I am going to be writing a comparison editorial piece about Ubuntu 8.10 and the upcoming Fedora 10 and openSuse 11.1, to appear on the front page of Neowin.net. Basically I will be installing each of the distros, doing a quick review with things I like and dislike, and also a section on how each aims to compete with Windows 7. I was wondering if a member of the development team would be able to answer the following questions as I know our members would be extremely interested to hear of anything new about your Linux distro.
1. Can you tell me what new features users could see in the next release, Fedora 11?
2. Microsoft is currently aiming for a 2009 Holiday release for Windows 7 and it has been said their main rival now is Linux. Are there any concerns about how Fedora can compete with Windows 7 in the future and can you give any hints as to what features you hope to include to rival Windows?
3. One of the reasons behind the popularity of Ubuntu, Fedora and openSuse is their improved ease-of-use, howeverLinux as a whole is still criticized for being too "techie/geeky". What else is being done to further improve the usability and ease-of-use of Fedora in the future?
I look forward to hearing from you and thank-you, in advance, for taking the time. -- Matthew Hopson News Staff Neowin.net
Paul Frields had suggested that we use these guidelines in answering the questions:
To frame the answers I would suggest some of the following key points: * We don't "compete" with other Linux distributions; we advance free software in cooperation with upstream in a way that benefits everyone * Windows 7 is (presumably) aimed at an extremely large audience, much of which falls outside our target audience of free software enthusiasts, developers, and remixers.
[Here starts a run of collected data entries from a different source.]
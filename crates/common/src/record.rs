//! Submitted driver records as returned by the listing endpoint

use crate::error::{Error, Result};
use serde::{Deserialize, Serialize};
use serde_json::Value;

/// Record fields holding a server-relative file path
pub const FILE_FIELDS: [&str; 4] = ["aadharFile", "panFile", "dlFile", "riderPhoto"];

/// A registered driver, with file paths already made absolute
#[derive(Debug, Clone, PartialEq, Eq, Serialize, Deserialize)]
#[serde(rename_all = "camelCase")]
pub struct DriverRecord {
    pub name: String,
    pub address: String,
    pub vehicle: String,
    pub aadhar_number: String,

    /// URL of the Aadhar document
    pub aadhar_file: String,

    /// URL of the rider photo
    pub rider_photo: String,

    #[serde(default)]
    pub pan_number: Option<String>,

    #[serde(default)]
    pub dl_number: Option<String>,

    #[serde(default)]
    pub pan_file: Option<String>,

    #[serde(default)]
    pub dl_file: Option<String>,
}

/// Rewrite the file path fields of one raw record in place
///
/// Non-empty strings get `base_url` prepended. Null, empty and missing
/// values all end up as null.
fn absolutize(record: &mut Value, base_url: &str) {
    let Some(object) = record.as_object_mut() else {
        return;
    };

    for field in FILE_FIELDS {
        let rewritten = match object.get(field) {
            Some(Value::String(path)) if !path.is_empty() => {
                Value::String(format!("{}{}", base_url, path))
            }
            Some(Value::String(_)) | Some(Value::Null) | None => Value::Null,
            // anything else is left for schema validation to reject
            Some(other) => other.clone(),
        };
        object.insert(field.to_string(), rewritten);
    }
}

/// Normalize a raw listing response into driver records
///
/// All-or-nothing: if any record is missing a required field or has a field
/// of the wrong type, the whole listing is rejected.
pub fn normalize_records(raw: Value, base_url: &str) -> Result<Vec<DriverRecord>> {
    let Value::Array(mut records) = raw else {
        return Err(Error::Schema("expected a JSON array of drivers".to_string()));
    };

    for record in &mut records {
        absolutize(record, base_url);
    }

    records
        .into_iter()
        .enumerate()
        .map(|(idx, record)| {
            serde_json::from_value(record)
                .map_err(|e| Error::Schema(format!("driver {}: {}", idx, e)))
        })
        .collect()
}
Nevertheless, the stability and features in Fedora are loved by millions. * Features are found on the wiki Feature List. * We have lots of desktop features for ease of use that do not get in users' way and help people get things done quickly, securely, and with respect for users' freedom.
Fedora strives to have the best free technology first, and to be on the cutting edge of free and open software development. As such, we will constantly be working on current technology in F10 to ensure it reaches maturity as well as working on additional new technologies. The feature lists can be found at the Feature List, they will be updated constantly and more frequently as we move on in its development cycle.
Fedora strives to be on the cutting edge of open source software technology and development. As such, we are constantly working on improving current technology in Fedora to ensure it reaches maturity as well as developing new technologies to make Fedora better. The feature lists, found here, is updated frequently as we move on in its development cycle.
The stability and features in Fedora are enjoyed and appreciated by millions. Windows 7 is (presumably) aimed at an extremely large audience, much of which falls outside our target audience of free software enthusiasts, developers, and remixers. Fedora is built by people not only fixing issues but adding features that they are interested in on a personal and many times passionate level. By leveraging that community drive and focusing on providing the best experience possible we do not see that as competitive. If we are to be competitive it will be in the marketplace, not with Windows products directly, this could follow but is not in our goals at this time.
The stability and features in Fedora are enjoyed and appreciated by millions of users around the world. Windows 7 is (presumably) aimed at an extremely large audience, much of which falls outside the Fedora target audience of free software enthusiasts, developers, and remixers. Fedora is built by people not only fixing issues but also adding features that they, and other users, are interested in on a personal and many times passionate level. By leveraging that community drive and focusing on providing the best experience possible we are not trying to be competitive but rather produce a product our users have requested. Competition in the marketplace could be a future goal but is not being actively pursued at this time.